Nauczyciele w latach 1925 - 1931

Dyrektorzy:

  • Włodzimierz Gałecki (polonista i rusycysta) 1922 - 1929
  • Feliks Straszewski (matematyk) 1929 - 1935
Nauczyciele uczący w V Gimnazjum.docx

Uwagę zwraca absolutna dominacja mężczyzn wśród nauczycieli, co nie dziwi zważywszy, że szkoła była męska. Tym bardziej ciekawa jest postać p. prof. Anny Kudenicz, która uczyła w szkole biologii aż do 1974 r.

Interesującą postacią był również historyk p. prof. Zygmunt Denter. Często wspominany przez absolwentów ze względu na swoją osobowość, napisał wydany w 1928 r. szkic historyczny p.t. "Książę Józef Poniatowski a sprawa polska na przełomie XVIII i XIX w." Było to niezwykle istotne dla budującej swą tożsamość szkoły, która od 1922 r. nosiła dumnie imię Księcia Poniatowskiego.

Przeglądając listę nauczycieli możemy zauważyć nazwisko młodego nauczyciela języka polskiego Stanisława Młodożeńca, poety, prozaika - futurysty związanego z ruchem awangardowym w Warszawie, który pracował w naszej szkole jedynie dwa lata (1926 - 1928).

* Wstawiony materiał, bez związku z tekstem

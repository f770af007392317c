use dotenvy::dotenv;
use std::env;
use std::time::Duration;

use crate::error::ConfigError;

pub const SEARCH_API_KEY_VAR: &str = "SERPER_API_KEY";
pub const GEMINI_API_KEY_VAR: &str = "GEMINI_API_KEY";
pub const GEMINI_MODEL_VAR: &str = "GEMINI_MODEL";

pub const DEFAULT_SEARCH_URL: &str = "https://google.serper.dev/search";
pub const DEFAULT_READER_URL: &str = "https://r.jina.ai";
pub const DEFAULT_GEMINI_BASE_URL: &str = "https://generativelanguage.googleapis.com";
pub const DEFAULT_MODEL: &str = "gemini-2.0-flash";
pub const DEFAULT_SEARCH_REGION: &str = "us";
pub const HTTP_TIMEOUT: Duration = Duration::from_secs(30);

/// Process configuration, built once at startup and shared as `Arc<Config>`.
///
/// Only the credentials and the preferred model come from the environment.
/// The upstream endpoints are fixed; they are fields so tests can aim them at
/// local fixture servers.
#[derive(Debug, Clone)]
pub struct Config {
    pub search_api_key: String,
    pub gemini_api_key: Option<String>,
    pub default_model: String,
    pub search_url: String,
    pub reader_url: String,
    pub gemini_base_url: String,
    pub search_region: String,
    pub http_timeout: Duration,
}

impl Config {
    /// Load `.env` (if present) and read the process environment.
    pub fn from_env() -> Result<Config, ConfigError> {
        dotenv().ok();
        Self::from_vars(|key| env::var(key).ok())
    }

    /// Build a config from an arbitrary variable lookup.
    pub fn from_vars<F>(lookup: F) -> Result<Config, ConfigError>
    where
        F: Fn(&str) -> Option<String>,
    {
        let get = |key: &str| {
            lookup(key)
                .map(|v| v.trim().to_string())
                .filter(|v| !v.is_empty())
        };

        let search_api_key =
            get(SEARCH_API_KEY_VAR).ok_or(ConfigError::MissingVar(SEARCH_API_KEY_VAR))?;

        Ok(Config {
            search_api_key,
            gemini_api_key: get(GEMINI_API_KEY_VAR),
            default_model: get(GEMINI_MODEL_VAR).unwrap_or_else(|| DEFAULT_MODEL.to_string()),
            ..Config::with_search_key("")
        })
    }

    /// A config with every fixed default and the given search credential.
    pub fn with_search_key(search_api_key: &str) -> Config {
        Config {
            search_api_key: search_api_key.to_string(),
            gemini_api_key: None,
            default_model: DEFAULT_MODEL.to_string(),
            search_url: DEFAULT_SEARCH_URL.to_string(),
            reader_url: DEFAULT_READER_URL.to_string(),
            gemini_base_url: DEFAULT_GEMINI_BASE_URL.to_string(),
            search_region: DEFAULT_SEARCH_REGION.to_string(),
            http_timeout: HTTP_TIMEOUT,
        }
    }
}
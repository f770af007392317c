use anyhow::Result;
use clap::{Parser, Subcommand};
use std::net::SocketAddr;
use std::sync::Arc;
use tokio::net::TcpListener;
use tracing::info;

use delve::api::create_router;
use delve::{Config, ResearchAgent};

#[derive(Parser)]
#[command(name = "delve", about = "Web search, page reading and LLM research agent")]
struct Cli {
    #[command(subcommand)]
    command: Command,
}

#[derive(Subcommand)]
enum Command {
    /// Serve the HTTP API
    Serve {
        #[arg(long, default_value = "0.0.0.0:8000")]
        addr: SocketAddr,
    },
    /// Serve the tools over MCP stdio
    Mcp,
    /// Search the web and print the result block
    Search { query: String },
    /// Print the readable text of a page
    Read { url: String },
    /// Run deep research on a topic and print the report
    Research { topic: String },
    /// Summarize a page
    Summarize { url: String },
    /// Print a Mermaid flowchart for a topic
    Graph { topic: String },
}

#[tokio::main]
async fn main() -> Result<()> {
    // stdout belongs to the MCP transport, so logs go to stderr
    tracing_subscriber::fmt()
        .with_max_level(tracing::Level::INFO)
        .with_target(true)
        .with_writer(std::io::stderr)
        .init();

    let cli = Cli::parse();
    let config = Config::from_env()?;
    let agent = Arc::new(ResearchAgent::new(Arc::new(config)));

    let output = match cli.command {
        Command::Serve { addr } => return serve(agent, addr).await,
        Command::Mcp => {
            delve::mcp::serve_stdio(agent).await?;
            return Ok(());
        }
        Command::Search { query } => agent.search(&query).await?,
        Command::Read { url } => agent.read(&url).await?,
        Command::Research { topic } => agent.research(&topic).await?,
        Command::Summarize { url } => agent.summarize(&url).await?,
        Command::Graph { topic } => agent.graph(&topic).await?,
    };
    println!("{output}");
    Ok(())
}

async fn serve(agent: Arc<ResearchAgent>, addr: SocketAddr) -> Result<()> {
    let app = create_router(agent);
    let listener = TcpListener::bind(addr).await?;
    info!(address = %addr, "HTTP API listening");

    axum::serve(listener, app)
        .with_graceful_shutdown(async {
            tokio::signal::ctrl_c().await.ok();
            info!("shutdown signal received");
        })
        .await?;
    Ok(())
}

Chyba najobszerniejszą relację na temat kadry nauczycielskiej możemy znaleźć we wpisie Jerzego Gietlinga, maturzysty z 1929 r. (osobny artykuł na jego temat w zakładce Uczniowie). Oddajmy mu głos: " Pan Dyrektor Gałecki (nauczyciel języka polskiego w latach 1920-1929) był mi i zawsze będzie wzorem najlepszego nauczyciela z profesorów i moich opiekunów.Mam mu tyle do zawdzięczenia [...] Toteż żegnam szkołę z żalem [...] Najwięcej po Panu Dyrektorze upamiętnił mi się swoim wysokim taktem p.prof. D. Karchowski (nauczyciel języka niemieckiego w latach 1918-1928) . Otaczała go ogólna sympatja i ogólny szedł za nim szacunek. Miałem zawsze sentyment do klasycznego w każdym calu, choć nie umiejącego trzymać nikogo w karbach p.prof. J. Dietla (nauczyciel łaciny w latach 1918-1934) był, mówmy szczerze, nieobliczalny i dobry z gruntu. Może właśnie za dobry. [...] P. prof. F. Straszewski (nauczyciel matematyki w latach 1920-1935), p. prof. T. Oryng (nauczyciel fizyki w latach 1920-1935) i p. prof. W. Hellwig (nauczyciel wychowania fizycznego w latach 1926-1946), to też ludzie , którzy w pełni zasługiwali na szacunek. Wynoszę więc w sumie żal do p. prof. Świdwińskiego (nauczyciel języka polskiego i bibliotekarz w latach 1920-1935) za jego dziwny sposób odnoszenia się do uczniów (lub do mnie), a krańcowo bardzo dużo szacunku za swobodę, ale taką par excellence dobrą, miłą i przyzwoitą, z jaką zawsze odnosił się do mnie p. prof. J. Targowski (nauczyciel historii w latach 1924-1932). Prof. Klein (nauczyciel rysunku odręcznego w latach 1925-1935) nie umiał sobie radzić z nami.

Kończę szkolę normalnie, maturę zdałem dobrze, a lata tu spędzone mimo wszystko zaliczam do najpiękniejszych w swoim życiu."